The departmental paper details the vexed history of this issue and the confusion between caravan parks and mobile home parks. I hope that many of my constituents who are residents of mobile home parks take the opportunity to present the committee with suggestions, and I encourage honourable members from the north and south coasts particularly to seek the views of their constituents also. This is a golden opportunity to introduce legislation to deal with the issues relevant to mobile home parks. It is my understanding that the owners’ representative, Mr Norton Whitmont, has presented a paper. That paper is constructive in many respects.
It is important to ensure that the committee has before it all the relevant concerns so that an appropriate decision can be made. The park owners claim that it is important to ensure that the level of rent revenue generated by a park keeps pace with general running costs. That is true, but it is also important to recognise the unique position of people living in mobile home parks, who own their homes but not the land on which the homes are situated. If they disagree with a proposed rent increase, they have to move their home - at a cost of up to $15,000. Theirs is not a usual landlord-tenant relationship. It is further claimed by park owners that landlords of other properties do not have to face great hurdles with regard to small rent increases. That is also true, but not many landlords own entire suburbs or parts of suburbs.
Park owners have asserted that normal market forces determine what is a fair rent. At present the issue affecting residents the most is that of rent increases, which are imposed with monotonous regularity two or three times a year. Most park residents now pay about $90 per week to rent a patch of land on which to site their home. Market forces do not apply because there are only a few parks in any one locality. To establish collusion under the Trade Practices Act it must be established that the rents charged seem remarkably similar. However, more importantly, the level of services provided by park owners is substantially different. In some parks a minibus is provided for the benefit of the residents and there are social clubs with a social network. Those facilities are subsidised by the park owners. In other parks there is no infrastructure and none of those services are provided. [Time expired.]
Mrs LO PO’ (Penrith - Minister for Fair Trading, and Minister for Women) [4.50 p.m.]: The review of the mobile home park industry is necessary because patterns of living in the 1990s are different from those in the past. In the past everything one did was related to land. It does not matter whether one lives in a shack or a mansion council rates are levied on the land. If property is left in a will to a relative, it is not the house that is left but the land. In mobile home parks the land and the house are no longer bound together; one person owns the land and one person owns the home. That is quite different from anything that has happened before.

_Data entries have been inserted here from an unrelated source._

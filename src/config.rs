use log::debug;
use qrcode::EcLevel;
use std::path::{Path, PathBuf};

use crate::error::Error;

/// Layout of a label sheet.
///
/// The configuration is an immutable value passed through the whole pipeline.
/// Builder methods consume the value and return a modified copy.
///
/// # Example
///
/// ```
/// use qr_label_sheets::LayoutConfig;
///
/// let config = LayoutConfig::default()
///     .grid(10, 3)
///     .cell_size(1200, 500)
///     .qr_size(400)
///     .columns("sku", "name");
/// assert!(config.validate().is_ok());
/// ```
#[derive(Debug, Clone)]
pub struct LayoutConfig {
    rows: u32,
    cols: u32,
    cell_width: u32,
    cell_height: u32,
    qr_size: u32,
    label_column: String,
    description_column: String,
    font_path: Option<PathBuf>,
    ec_level: EcLevel,
}

impl Default for LayoutConfig {
    /// 12 x 4 sheet of 1400 x 600 px cells with 500 px QR codes.
    fn default() -> Self {
        LayoutConfig {
            rows: 12,
            cols: 4,
            cell_width: 1400,
            cell_height: 600,
            qr_size: 500,
            label_column: "label".to_string(),
            description_column: "description".to_string(),
            font_path: None,
            ec_level: EcLevel::H,
        }
    }
}

impl LayoutConfig {
    pub fn grid(self, rows: u32, cols: u32) -> Self {
        LayoutConfig { rows, cols, ..self }
    }

    /// Set the pixel size of one label cell.
    pub fn cell_size(self, cell_width: u32, cell_height: u32) -> Self {
        LayoutConfig {
            cell_width,
            cell_height,
            ..self
        }
    }

    pub fn qr_size(self, qr_size: u32) -> Self {
        LayoutConfig { qr_size, ..self }
    }

    /// Set the column names holding the label and the description.
    pub fn columns(self, label: &str, description: &str) -> Self {
        LayoutConfig {
            label_column: label.to_string(),
            description_column: description.to_string(),
            ..self
        }
    }

    /// Use a TrueType/OpenType font file for captions.
    ///
    /// Without a font path captions are drawn with the embedded stroke font.
    pub fn font_path<P: Into<PathBuf>>(self, path: P) -> Self {
        LayoutConfig {
            font_path: Some(path.into()),
            ..self
        }
    }

    pub fn ec_level(self, ec_level: EcLevel) -> Self {
        LayoutConfig { ec_level, ..self }
    }

    pub fn rows(&self) -> u32 {
        self.rows
    }

    pub fn cols(&self) -> u32 {
        self.cols
    }

    pub fn cell_width(&self) -> u32 {
        self.cell_width
    }

    pub fn cell_height(&self) -> u32 {
        self.cell_height
    }

    pub fn get_qr_size(&self) -> u32 {
        self.qr_size
    }

    pub fn label_column(&self) -> &str {
        &self.label_column
    }

    pub fn description_column(&self) -> &str {
        &self.description_column
    }

    pub fn get_font_path(&self) -> Option<&Path> {
        self.font_path.as_deref()
    }

    pub fn get_ec_level(&self) -> EcLevel {
        self.ec_level
    }

    /// Check the layout invariants.
    ///
    /// The grid needs at least one row and one column, and the QR patch must
    /// fit the cell. The QR patch must also stay in the left half of the cell
    /// so it never overlaps the caption drawn from the cell's midpoint.
    pub fn validate(&self) -> Result<(), Error> {
        if self.rows == 0 || self.cols == 0 {
            return Err(Error::InvalidConfig(format!(
                "grid must have at least one row and one column, got {}x{}",
                self.rows, self.cols
            )));
        }
        if self.cell_width == 0 || self.cell_height == 0 || self.qr_size == 0 {
            return Err(Error::InvalidConfig(
                "cell and QR dimensions must be non-zero".to_string(),
            ));
        }
        if self.qr_size > self.cell_height || self.qr_size > self.cell_width {
            return Err(Error::InvalidConfig(format!(
                "QR size {} does not fit a {}x{} cell",
                self.qr_size, self.cell_width, self.cell_height
            )));
        }
        let margin = (self.cell_height - self.qr_size) / 2;
        if margin + self.qr_size > self.cell_width / 2 {
            return Err(Error::InvalidConfig(format!(
                "QR size {} with margin {} overlaps the caption half of a {} px wide cell",
                self.qr_size, margin, self.cell_width
            )));
        }
        if self.sheet_width().is_none() || self.sheet_height().is_none() {
            return Err(Error::InvalidConfig(format!(
                "sheet of {}x{} cells is too large",
                self.cols, self.rows
            )));
        }
        debug!("{:?}", self);
        Ok(())
    }

    pub(crate) fn sheet_width(&self) -> Option<u32> {
        self.cols.checked_mul(self.cell_width)
    }

    pub(crate) fn sheet_height(&self) -> Option<u32> {
        self.rows.checked_mul(self.cell_height)
    }
}

#[cfg(test)]
mod tests {
    use super::*;

    #[test]
    fn default_layout_is_valid() {
        let config = LayoutConfig::default();
        assert!(config.validate().is_ok());
        assert_eq!(config.rows(), 12);
        assert_eq!(config.cols(), 4);
        assert_eq!(config.label_column(), "label");
        assert_eq!(config.description_column(), "description");
        assert_eq!(config.get_ec_level(), EcLevel::H);
        assert!(config.get_font_path().is_none());
    }

    #[test]
    fn builder_keeps_untouched_fields() {
        let config = LayoutConfig::default().grid(2, 3).columns("sku", "name");
        assert_eq!(config.rows(), 2);
        assert_eq!(config.cols(), 3);
        assert_eq!(config.cell_width(), 1400);
        assert_eq!(config.get_qr_size(), 500);
        assert_eq!(config.label_column(), "sku");
    }

    #[test]
    fn empty_grid_is_rejected() {
        assert!(matches!(
            LayoutConfig::default().grid(0, 4).validate(),
            Err(Error::InvalidConfig(_))
        ));
        assert!(matches!(
            LayoutConfig::default().grid(3, 0).validate(),
            Err(Error::InvalidConfig(_))
        ));
    }

    #[test]
    fn qr_larger_than_cell_is_rejected() {
        let config = LayoutConfig::default().cell_size(1400, 400).qr_size(500);
        assert!(matches!(config.validate(), Err(Error::InvalidConfig(_))));
    }

    #[test]
    fn qr_reaching_into_caption_half_is_rejected() {
        // margin 50 + qr 500 > 1000 / 2
        let config = LayoutConfig::default().cell_size(1000, 600).qr_size(500);
        assert!(matches!(config.validate(), Err(Error::InvalidConfig(_))));
    }

    #[test]
    fn oversized_sheet_is_rejected() {
        let config = LayoutConfig::default()
            .grid(u32::MAX, 1)
            .cell_size(200, 100)
            .qr_size(40);
        assert!(matches!(config.validate(), Err(Error::InvalidConfig(_))));
    }
}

Mobile home parks are throwing up unique problems. Some of my colleagues who are really concerned about their constituents have prevailed on the department to deal with those problems. The problems did not exist in the 1960s or the 1970s; they are problems of the 1990s. The Government is determined to conquer the problems before we reach the year 2000 so that the consumers of New South Wales, particularly families who choose to live in mobile homes, are in some way protected from greed in some cases and in others from the vagaries of living in a house which is located on land they do not own.